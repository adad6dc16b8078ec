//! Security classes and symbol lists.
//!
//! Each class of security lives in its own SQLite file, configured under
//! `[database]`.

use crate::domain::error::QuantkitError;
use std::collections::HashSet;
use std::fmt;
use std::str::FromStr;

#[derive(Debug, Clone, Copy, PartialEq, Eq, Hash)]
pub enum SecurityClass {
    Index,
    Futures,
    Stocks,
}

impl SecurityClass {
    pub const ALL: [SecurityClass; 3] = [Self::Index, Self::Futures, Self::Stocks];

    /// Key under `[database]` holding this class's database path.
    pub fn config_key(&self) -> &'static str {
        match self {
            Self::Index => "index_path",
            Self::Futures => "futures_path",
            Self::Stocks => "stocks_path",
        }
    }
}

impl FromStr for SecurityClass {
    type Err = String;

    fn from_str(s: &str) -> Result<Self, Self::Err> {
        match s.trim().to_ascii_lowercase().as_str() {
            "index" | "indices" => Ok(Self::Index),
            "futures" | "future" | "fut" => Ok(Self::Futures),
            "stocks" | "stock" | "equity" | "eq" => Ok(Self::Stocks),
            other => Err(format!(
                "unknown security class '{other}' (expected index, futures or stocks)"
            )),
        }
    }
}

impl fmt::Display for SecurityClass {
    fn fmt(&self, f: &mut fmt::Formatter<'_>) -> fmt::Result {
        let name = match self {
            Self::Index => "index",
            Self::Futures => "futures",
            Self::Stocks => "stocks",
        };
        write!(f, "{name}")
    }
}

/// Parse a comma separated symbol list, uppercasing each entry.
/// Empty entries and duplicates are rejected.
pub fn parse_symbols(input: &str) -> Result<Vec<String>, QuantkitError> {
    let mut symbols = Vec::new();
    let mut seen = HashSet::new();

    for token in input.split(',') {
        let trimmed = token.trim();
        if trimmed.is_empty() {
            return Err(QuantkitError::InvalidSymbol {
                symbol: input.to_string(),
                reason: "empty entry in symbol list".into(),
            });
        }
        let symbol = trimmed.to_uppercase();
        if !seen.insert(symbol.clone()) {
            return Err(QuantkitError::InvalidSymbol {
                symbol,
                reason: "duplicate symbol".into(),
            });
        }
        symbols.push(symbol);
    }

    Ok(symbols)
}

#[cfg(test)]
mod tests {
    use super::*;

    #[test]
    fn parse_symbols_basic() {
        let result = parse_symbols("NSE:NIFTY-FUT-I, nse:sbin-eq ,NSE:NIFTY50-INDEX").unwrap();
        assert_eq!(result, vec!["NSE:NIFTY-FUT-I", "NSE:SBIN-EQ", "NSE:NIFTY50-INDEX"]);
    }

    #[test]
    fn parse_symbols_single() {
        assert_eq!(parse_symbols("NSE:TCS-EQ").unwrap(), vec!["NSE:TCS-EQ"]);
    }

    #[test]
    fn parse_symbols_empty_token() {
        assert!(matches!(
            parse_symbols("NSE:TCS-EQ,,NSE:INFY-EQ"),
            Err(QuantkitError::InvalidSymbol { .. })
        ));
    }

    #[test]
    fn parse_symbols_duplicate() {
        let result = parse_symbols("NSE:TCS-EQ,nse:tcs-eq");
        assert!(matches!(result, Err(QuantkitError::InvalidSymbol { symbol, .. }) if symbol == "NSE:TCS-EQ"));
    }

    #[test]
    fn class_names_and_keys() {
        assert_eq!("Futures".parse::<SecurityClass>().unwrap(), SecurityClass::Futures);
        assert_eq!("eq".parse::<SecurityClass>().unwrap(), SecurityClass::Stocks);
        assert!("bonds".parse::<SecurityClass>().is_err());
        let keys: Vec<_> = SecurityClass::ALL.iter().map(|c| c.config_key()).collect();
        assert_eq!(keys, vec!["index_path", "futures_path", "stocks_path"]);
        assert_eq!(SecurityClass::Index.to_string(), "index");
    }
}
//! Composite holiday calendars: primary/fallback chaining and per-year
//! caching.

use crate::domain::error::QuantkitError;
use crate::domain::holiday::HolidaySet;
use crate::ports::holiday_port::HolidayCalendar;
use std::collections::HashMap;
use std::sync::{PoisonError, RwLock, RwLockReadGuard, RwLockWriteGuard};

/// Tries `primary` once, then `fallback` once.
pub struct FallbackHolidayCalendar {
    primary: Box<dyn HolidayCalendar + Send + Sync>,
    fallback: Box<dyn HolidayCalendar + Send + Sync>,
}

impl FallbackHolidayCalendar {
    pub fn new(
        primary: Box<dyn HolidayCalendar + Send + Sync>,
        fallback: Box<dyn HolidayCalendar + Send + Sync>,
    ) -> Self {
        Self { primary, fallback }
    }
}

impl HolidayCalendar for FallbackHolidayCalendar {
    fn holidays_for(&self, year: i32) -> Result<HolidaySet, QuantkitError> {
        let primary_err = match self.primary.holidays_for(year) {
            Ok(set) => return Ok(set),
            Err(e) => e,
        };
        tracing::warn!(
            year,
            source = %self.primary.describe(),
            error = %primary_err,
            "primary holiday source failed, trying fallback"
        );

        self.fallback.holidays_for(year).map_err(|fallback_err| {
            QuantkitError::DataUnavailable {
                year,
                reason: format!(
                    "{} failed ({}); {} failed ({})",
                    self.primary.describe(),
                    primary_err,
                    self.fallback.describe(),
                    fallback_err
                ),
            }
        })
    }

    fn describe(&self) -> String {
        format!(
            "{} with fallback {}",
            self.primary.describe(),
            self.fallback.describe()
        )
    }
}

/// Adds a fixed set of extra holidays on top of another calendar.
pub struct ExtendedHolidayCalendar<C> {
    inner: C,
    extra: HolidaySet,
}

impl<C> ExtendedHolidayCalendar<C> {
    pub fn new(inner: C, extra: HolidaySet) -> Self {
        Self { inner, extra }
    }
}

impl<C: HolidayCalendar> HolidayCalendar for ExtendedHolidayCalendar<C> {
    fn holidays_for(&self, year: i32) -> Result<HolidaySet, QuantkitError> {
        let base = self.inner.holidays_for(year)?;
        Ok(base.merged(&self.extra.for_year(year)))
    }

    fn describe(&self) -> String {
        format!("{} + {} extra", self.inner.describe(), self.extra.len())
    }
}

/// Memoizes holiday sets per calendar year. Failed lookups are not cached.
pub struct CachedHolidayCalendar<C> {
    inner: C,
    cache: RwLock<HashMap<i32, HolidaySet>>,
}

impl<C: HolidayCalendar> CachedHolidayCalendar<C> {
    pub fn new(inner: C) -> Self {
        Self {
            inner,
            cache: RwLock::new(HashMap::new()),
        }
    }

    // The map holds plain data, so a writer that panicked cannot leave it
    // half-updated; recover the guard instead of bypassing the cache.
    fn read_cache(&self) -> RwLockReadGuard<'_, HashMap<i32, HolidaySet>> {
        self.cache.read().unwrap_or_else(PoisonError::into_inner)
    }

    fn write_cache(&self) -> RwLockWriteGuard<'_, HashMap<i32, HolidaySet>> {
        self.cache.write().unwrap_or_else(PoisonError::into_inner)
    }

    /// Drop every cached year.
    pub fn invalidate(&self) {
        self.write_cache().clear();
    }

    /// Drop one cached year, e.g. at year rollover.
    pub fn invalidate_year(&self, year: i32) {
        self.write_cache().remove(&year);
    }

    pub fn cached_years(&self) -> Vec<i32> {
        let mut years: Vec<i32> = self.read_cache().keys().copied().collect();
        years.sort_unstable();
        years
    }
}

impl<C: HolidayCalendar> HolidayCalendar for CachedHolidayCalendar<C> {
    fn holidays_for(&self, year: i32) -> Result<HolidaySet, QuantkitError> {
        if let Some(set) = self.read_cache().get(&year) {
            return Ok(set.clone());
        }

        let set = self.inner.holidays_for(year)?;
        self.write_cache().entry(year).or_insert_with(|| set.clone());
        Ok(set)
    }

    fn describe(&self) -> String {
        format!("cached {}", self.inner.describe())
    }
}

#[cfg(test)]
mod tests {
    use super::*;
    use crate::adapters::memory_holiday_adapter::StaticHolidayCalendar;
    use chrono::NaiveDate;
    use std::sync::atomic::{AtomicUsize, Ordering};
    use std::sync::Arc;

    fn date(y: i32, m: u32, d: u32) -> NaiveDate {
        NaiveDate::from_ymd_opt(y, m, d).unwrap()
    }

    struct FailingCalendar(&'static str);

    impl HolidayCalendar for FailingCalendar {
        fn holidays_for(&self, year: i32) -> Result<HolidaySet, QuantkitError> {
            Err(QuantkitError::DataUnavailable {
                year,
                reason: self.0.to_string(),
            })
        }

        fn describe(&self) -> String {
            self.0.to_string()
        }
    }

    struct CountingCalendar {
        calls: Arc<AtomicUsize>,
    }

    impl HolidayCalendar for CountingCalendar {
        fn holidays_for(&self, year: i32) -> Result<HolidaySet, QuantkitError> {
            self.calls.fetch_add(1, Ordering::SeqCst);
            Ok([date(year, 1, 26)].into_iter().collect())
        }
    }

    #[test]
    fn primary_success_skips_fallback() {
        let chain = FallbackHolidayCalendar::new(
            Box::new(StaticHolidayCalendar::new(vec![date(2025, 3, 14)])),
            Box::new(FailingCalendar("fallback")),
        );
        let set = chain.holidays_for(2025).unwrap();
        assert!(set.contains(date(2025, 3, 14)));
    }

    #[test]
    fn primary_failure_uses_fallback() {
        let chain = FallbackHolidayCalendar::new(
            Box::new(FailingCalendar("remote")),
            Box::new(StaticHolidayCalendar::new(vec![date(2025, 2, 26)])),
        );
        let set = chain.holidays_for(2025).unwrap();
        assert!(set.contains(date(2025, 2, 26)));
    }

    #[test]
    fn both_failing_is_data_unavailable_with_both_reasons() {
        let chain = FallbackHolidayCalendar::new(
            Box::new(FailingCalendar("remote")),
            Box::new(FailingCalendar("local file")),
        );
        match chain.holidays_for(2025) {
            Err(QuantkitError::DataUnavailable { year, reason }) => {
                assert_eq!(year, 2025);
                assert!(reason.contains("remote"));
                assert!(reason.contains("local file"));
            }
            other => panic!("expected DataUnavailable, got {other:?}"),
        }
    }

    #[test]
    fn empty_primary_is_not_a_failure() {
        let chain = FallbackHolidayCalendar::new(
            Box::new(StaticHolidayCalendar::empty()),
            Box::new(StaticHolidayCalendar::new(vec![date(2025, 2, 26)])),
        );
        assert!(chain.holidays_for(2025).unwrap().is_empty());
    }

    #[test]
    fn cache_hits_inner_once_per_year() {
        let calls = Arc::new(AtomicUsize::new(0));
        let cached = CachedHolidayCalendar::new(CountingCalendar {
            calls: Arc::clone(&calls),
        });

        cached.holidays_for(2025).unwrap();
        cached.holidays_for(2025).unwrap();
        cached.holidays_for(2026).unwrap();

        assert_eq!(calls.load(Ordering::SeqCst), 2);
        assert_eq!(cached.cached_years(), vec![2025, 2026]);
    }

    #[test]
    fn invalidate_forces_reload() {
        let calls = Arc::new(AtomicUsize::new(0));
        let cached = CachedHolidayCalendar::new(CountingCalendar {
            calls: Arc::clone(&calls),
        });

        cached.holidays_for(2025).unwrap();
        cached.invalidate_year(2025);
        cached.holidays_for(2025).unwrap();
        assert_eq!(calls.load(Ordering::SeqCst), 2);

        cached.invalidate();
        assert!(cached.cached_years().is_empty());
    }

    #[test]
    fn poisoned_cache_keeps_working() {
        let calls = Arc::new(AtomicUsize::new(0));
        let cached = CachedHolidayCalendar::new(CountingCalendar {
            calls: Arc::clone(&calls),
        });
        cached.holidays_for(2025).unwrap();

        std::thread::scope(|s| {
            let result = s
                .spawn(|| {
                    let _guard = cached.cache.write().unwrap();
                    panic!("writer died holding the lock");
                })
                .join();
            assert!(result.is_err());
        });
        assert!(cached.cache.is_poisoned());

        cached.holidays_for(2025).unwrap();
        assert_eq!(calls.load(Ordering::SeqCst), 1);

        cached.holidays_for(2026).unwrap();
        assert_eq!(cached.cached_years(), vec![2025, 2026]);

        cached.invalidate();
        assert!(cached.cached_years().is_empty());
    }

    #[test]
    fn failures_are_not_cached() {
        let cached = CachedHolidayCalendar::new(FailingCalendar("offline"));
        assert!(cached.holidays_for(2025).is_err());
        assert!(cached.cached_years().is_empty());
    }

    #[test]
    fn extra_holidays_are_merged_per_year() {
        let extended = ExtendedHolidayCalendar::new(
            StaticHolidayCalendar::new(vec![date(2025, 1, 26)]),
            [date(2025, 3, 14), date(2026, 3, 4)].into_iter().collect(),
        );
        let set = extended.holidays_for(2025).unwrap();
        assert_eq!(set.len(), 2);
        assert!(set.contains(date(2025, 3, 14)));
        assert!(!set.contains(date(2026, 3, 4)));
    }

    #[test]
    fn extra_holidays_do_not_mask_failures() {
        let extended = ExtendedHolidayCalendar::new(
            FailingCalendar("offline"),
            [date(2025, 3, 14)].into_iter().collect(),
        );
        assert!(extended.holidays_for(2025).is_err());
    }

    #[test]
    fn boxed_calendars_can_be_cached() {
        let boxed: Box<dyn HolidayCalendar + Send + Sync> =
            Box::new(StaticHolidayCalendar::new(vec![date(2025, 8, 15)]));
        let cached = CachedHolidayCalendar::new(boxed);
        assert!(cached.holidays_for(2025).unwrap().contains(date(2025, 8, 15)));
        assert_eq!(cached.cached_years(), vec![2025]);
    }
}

______

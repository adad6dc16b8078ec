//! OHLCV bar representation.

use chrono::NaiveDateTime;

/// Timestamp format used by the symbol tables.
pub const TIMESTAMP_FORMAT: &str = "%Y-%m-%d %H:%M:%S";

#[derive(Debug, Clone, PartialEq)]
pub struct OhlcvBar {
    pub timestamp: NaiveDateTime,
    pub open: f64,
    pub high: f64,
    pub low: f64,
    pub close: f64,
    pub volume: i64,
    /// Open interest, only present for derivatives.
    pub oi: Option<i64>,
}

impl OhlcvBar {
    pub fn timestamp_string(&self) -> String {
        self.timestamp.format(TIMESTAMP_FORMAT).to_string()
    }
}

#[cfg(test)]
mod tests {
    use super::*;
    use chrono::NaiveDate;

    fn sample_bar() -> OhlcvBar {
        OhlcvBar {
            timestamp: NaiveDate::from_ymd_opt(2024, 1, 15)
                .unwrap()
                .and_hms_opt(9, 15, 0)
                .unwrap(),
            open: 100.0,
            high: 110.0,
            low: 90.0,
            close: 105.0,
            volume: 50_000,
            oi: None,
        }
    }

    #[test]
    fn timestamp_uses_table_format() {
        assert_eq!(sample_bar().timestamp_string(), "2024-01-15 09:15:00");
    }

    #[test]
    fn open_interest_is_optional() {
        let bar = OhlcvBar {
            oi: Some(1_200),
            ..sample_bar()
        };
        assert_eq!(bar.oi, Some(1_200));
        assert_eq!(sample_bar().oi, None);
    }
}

______

## PROBLEM TO WORK ON
Please filter the listing down to lines that include the word "NIFTY".

## SOLUTION TO THIS EXERCISE
        let result = parse_symbols("NSE:NIFTY-FUT-I, nse:sbin-eq ,NSE:NIFTY50-INDEX").unwrap();
        assert_eq!(result, vec!["NSE:NIFTY-FUT-I", "NSE:SBIN-EQ", "NSE:NIFTY50-INDEX"]);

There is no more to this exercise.